- Born: 25 January 1963 (age 63) Douala, Cameroon
- Education: University of Paris (DESS in Law) National School of Administration and Magistracy (ENAM)
- Occupation: Magistrate
- Employer: Special Criminal Court (Cameroon)
- Known for: First woman to serve as president of the Special Criminal Court of Cameroon
- Office: President of the Special Criminal Court
- Predecessor: Emmanuel Ndjérè

= Annie Noëlle Bahounoui Batende =

Cameroonian magistrate

Annie Noëlle Bahounoui Batende (born 25 January 1963, in Douala) is a Cameroonian magistrate. She was appointed on 10 August 2020, as president of the Special Criminal Court (TCS). She is the first woman to hold this position since its creation in 2012.

== Early life and education ==
Bahounoui Batende was born on 25 January 1963, in Douala. She is the daughter of Léon Bahounoui Batende, a former senior Cameroonian civil servant, director of Customs (1971 to 1976), director of the Cameroonian Development Bank and deputy of the CPDM in the center (1997 to 2002).

After obtaining her baccalaureate at the Général-Leclerc high school in Yaoundé, she enrolled in the law faculty of the University of Paris, where she obtained a Specialized Higher Studies Diploma in Law (DESS).

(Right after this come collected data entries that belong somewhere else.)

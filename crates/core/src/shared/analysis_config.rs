use std::fs;
use std::path::{Path, PathBuf};
use std::time::Duration;

use serde::{Deserialize, Serialize};
use thiserror::Error;

use crate::shared::bounding_box::CropExpansion;
use crate::shared::constants::{
    BATCH_SAMPLING_INTERVAL_SECONDS, CONFIG_DIR_NAME, CONFIG_FILE_NAME,
    DEFAULT_EXTRACTION_TIMEOUT_MS, DEFAULT_MATCH_THRESHOLD, DEFAULT_MERGE_SUGGESTION_THRESHOLD,
    DEFAULT_MIN_SUCCESS_RATE, DEFAULT_RANGE_GAP_SECONDS, ONLINE_SAMPLING_INTERVAL_SECONDS,
};

#[derive(Error, Debug)]
pub enum ConfigError {
    #[error("failed to read config {path}: {source}")]
    Read {
        path: PathBuf,
        #[source]
        source: std::io::Error,
    },
    #[error("invalid config {path}: {source}")]
    Parse {
        path: PathBuf,
        #[source]
        source: serde_json::Error,
    },
    #[error("{field} must be {requirement}, got {value}")]
    OutOfRange {
        field: &'static str,
        requirement: &'static str,
        value: f64,
    },
}

/// When detections are handed to the clustering engine.
#[derive(Debug, Clone, Copy, PartialEq, Eq, Serialize, Deserialize)]
#[serde(rename_all = "lowercase")]
pub enum AnalysisMode {
    /// Collect every frame's detections first, then assign in one pass.
    Batch,
    /// Assign each frame's detections as soon as they are extracted.
    Online,
}

impl std::fmt::Display for AnalysisMode {
    fn fmt(&self, f: &mut std::fmt::Formatter<'_>) -> std::fmt::Result {
        match self {
            AnalysisMode::Batch => write!(f, "batch"),
            AnalysisMode::Online => write!(f, "online"),
        }
    }
}

/// Tunables for one analysis run. Every field can be overridden by the
/// caller; missing JSON fields fall back to the batch defaults.
#[derive(Debug, Clone, PartialEq, Serialize, Deserialize)]
#[serde(default)]
pub struct AnalysisConfig {
    pub mode: AnalysisMode,
    /// Distance below which a detection joins an existing identity.
    ///
    /// Not auto-calibrated. Too low splits one person across several
    /// identities; too high folds distinct people into one.
    pub match_threshold: f64,
    pub range_gap_seconds: f64,
    pub sampling_interval_seconds: f64,
    pub crop_expansion: CropExpansion,
    pub extraction_timeout_ms: u64,
    /// Fraction of frames that must yield detections before the run report
    /// stops carrying a low-coverage warning.
    pub min_success_rate: f64,
    pub merge_suggestion_threshold: f64,
}

impl Default for AnalysisConfig {
    fn default() -> Self {
        Self::batch()
    }
}

impl AnalysisConfig {
    pub fn batch() -> Self {
        Self {
            mode: AnalysisMode::Batch,
            match_threshold: DEFAULT_MATCH_THRESHOLD,
            range_gap_seconds: DEFAULT_RANGE_GAP_SECONDS,
            sampling_interval_seconds: BATCH_SAMPLING_INTERVAL_SECONDS,
            crop_expansion: CropExpansion::default(),
            extraction_timeout_ms: DEFAULT_EXTRACTION_TIMEOUT_MS,
            min_success_rate: DEFAULT_MIN_SUCCESS_RATE,
            merge_suggestion_threshold: DEFAULT_MERGE_SUGGESTION_THRESHOLD,
        }
    }

    /// Online mode samples twice as often for finer-grained progress.
    pub fn online() -> Self {
        Self {
            mode: AnalysisMode::Online,
            sampling_interval_seconds: ONLINE_SAMPLING_INTERVAL_SECONDS,
            ..Self::batch()
        }
    }

    pub fn extraction_timeout(&self) -> Duration {
        Duration::from_millis(self.extraction_timeout_ms)
    }

    pub fn validate(&self) -> Result<(), ConfigError> {
        positive("match_threshold", self.match_threshold)?;
        positive("sampling_interval_seconds", self.sampling_interval_seconds)?;
        positive("crop_expansion.width_scale", self.crop_expansion.width_scale)?;
        positive("crop_expansion.height_scale", self.crop_expansion.height_scale)?;
        positive("merge_suggestion_threshold", self.merge_suggestion_threshold)?;
        if !(self.range_gap_seconds >= 0.0 && self.range_gap_seconds.is_finite()) {
            return Err(ConfigError::OutOfRange {
                field: "range_gap_seconds",
                requirement: "a non-negative number",
                value: self.range_gap_seconds,
            });
        }
        if !(0.0..=1.0).contains(&self.min_success_rate) {
            return Err(ConfigError::OutOfRange {
                field: "min_success_rate",
                requirement: "between 0.0 and 1.0",
                value: self.min_success_rate,
            });
        }
        if self.extraction_timeout_ms == 0 {
            return Err(ConfigError::OutOfRange {
                field: "extraction_timeout_ms",
                requirement: "greater than zero",
                value: 0.0,
            });
        }
        Ok(())
    }

    /// Reads and validates a JSON config file.
    pub fn load(path: &Path) -> Result<Self, ConfigError> {
        let json = fs::read_to_string(path).map_err(|source| ConfigError::Read {
            path: path.to_path_buf(),
            source,
        })?;
        let config: AnalysisConfig =
            serde_json::from_str(&json).map_err(|source| ConfigError::Parse {
                path: path.to_path_buf(),
                source,
            })?;
        config.validate()?;
        Ok(config)
    }

    /// Loads the per-user config if one exists, defaults otherwise.
    pub fn load_default() -> Result<Self, ConfigError> {
        match Self::default_path() {
            Some(path) if path.exists() => Self::load(&path),
            _ => Ok(Self::default()),
        }
    }

    /// `<config_dir>/FaceTimeline/config.json`
    pub fn default_path() -> Option<PathBuf> {
        dirs::config_dir().map(|d| d.join(CONFIG_DIR_NAME).join(CONFIG_FILE_NAME))
    }
}

fn positive(field: &'static str, value: f64) -> Result<(), ConfigError> {
    if value > 0.0 && value.is_finite() {
        Ok(())
    } else {
        Err(ConfigError::OutOfRange {
            field,
            requirement: "a positive number",
            value,
        })
    }
}

#[cfg(test)]
mod tests {
    use super::*;
    use approx::assert_relative_eq;
    use rstest::rstest;

    #[test]
    fn test_batch_defaults() {
        let config = AnalysisConfig::batch();
        assert_eq!(config.mode, AnalysisMode::Batch);
        assert_relative_eq!(config.match_threshold, 0.5);
        assert_relative_eq!(config.range_gap_seconds, 2.0);
        assert_relative_eq!(config.sampling_interval_seconds, 1.0);
        assert_relative_eq!(config.crop_expansion.width_scale, 1.5);
        assert_relative_eq!(config.crop_expansion.height_scale, 2.0);
        assert_eq!(config.extraction_timeout(), Duration::from_secs(3));
    }

    #[test]
    fn test_online_samples_finer() {
        let config = AnalysisConfig::online();
        assert_eq!(config.mode, AnalysisMode::Online);
        assert_relative_eq!(config.sampling_interval_seconds, 0.5);
        assert_relative_eq!(config.match_threshold, 0.5);
    }

    #[test]
    fn test_defaults_validate() {
        assert!(AnalysisConfig::batch().validate().is_ok());
        assert!(AnalysisConfig::online().validate().is_ok());
    }

    #[rstest]
    #[case::zero_threshold(AnalysisConfig { match_threshold: 0.0, ..AnalysisConfig::batch() })]
    #[case::nan_threshold(AnalysisConfig { match_threshold: f64::NAN, ..AnalysisConfig::batch() })]
    #[case::negative_gap(AnalysisConfig { range_gap_seconds: -1.0, ..AnalysisConfig::batch() })]
    #[case::zero_interval(AnalysisConfig { sampling_interval_seconds: 0.0, ..AnalysisConfig::batch() })]
    #[case::success_rate_above_one(AnalysisConfig { min_success_rate: 1.5, ..AnalysisConfig::batch() })]
    #[case::zero_timeout(AnalysisConfig { extraction_timeout_ms: 0, ..AnalysisConfig::batch() })]
    #[case::zero_crop_scale(AnalysisConfig {
        crop_expansion: CropExpansion { width_scale: 0.0, height_scale: 2.0 },
        ..AnalysisConfig::batch()
    })]
    fn test_validate_rejects(#[case] config: AnalysisConfig) {
        assert!(matches!(
            config.validate(),
            Err(ConfigError::OutOfRange { .. })
        ));
    }

    #[test]
    fn test_load_partial_json_fills_defaults() {
        let dir = tempfile::tempdir().unwrap();
        let path = dir.path().join("config.json");
        fs::write(&path, r#"{"match_threshold": 0.35, "mode": "online"}"#).unwrap();

        let config = AnalysisConfig::load(&path).unwrap();

        assert_relative_eq!(config.match_threshold, 0.35);
        assert_eq!(config.mode, AnalysisMode::Online);
        assert_relative_eq!(config.range_gap_seconds, 2.0);
    }

    #[test]
    fn test_load_missing_file() {
        let dir = tempfile::tempdir().unwrap();
        let result = AnalysisConfig::load(&dir.path().join("absent.json"));
        assert!(matches!(result, Err(ConfigError::Read { .. })));
    }

    #[test]
    fn test_load_malformed_json() {
        let dir = tempfile::tempdir().unwrap();
        let path = dir.path().join("config.json");
        fs::write(&path, "{not json").unwrap();
        assert!(matches!(
            AnalysisConfig::load(&path),
            Err(ConfigError::Parse { .. })
        ));
    }

    #[test]
    fn test_load_rejects_invalid_values() {
        let dir = tempfile::tempdir().unwrap();
        let path = dir.path().join("config.json");
        fs::write(&path, r#"{"match_threshold": -2.0}"#).unwrap();
        assert!(matches!(
            AnalysisConfig::load(&path),
            Err(ConfigError::OutOfRange { field: "match_threshold", .. })
        ));
    }

    #[test]
    fn test_round_trips_through_json() {
        let config = AnalysisConfig::online();
        let json = serde_json::to_string(&config).unwrap();
        let parsed: AnalysisConfig = serde_json::from_str(&json).unwrap();
        assert_eq!(parsed, config);
    }
}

She returned to Cameroon and failed the oral exam for the National School of Administration and Magistracy (ENAM) at the Cameroonian embassy in France. She began a career as a notary and worked for a year at the real estate company as a legal advisor. She took the ENAM competition again; she was finally selected, and joined the school in 1988.

== Career ==
Bahounoui Batende began her career as a public prosecutor. She was a deputy prosecutor in Nkongsamba. She then held the position of president of the court of first instance of Bonanjo in Douala and joined Mbalmayo where she officiated as president of the courts of first and high instance. In 2010, she was appointed to the position of vice-president of the Southern Court of Appeal. In 2012, she joined the TCS from its creation as an investigating judge. In 2017, she became vice-president.

She has been head of the Special Criminal Court (TCS) in Cameroon since 10 August 2020 and was appointed by presidential decree. She replaced Emmanuel Ndjérè.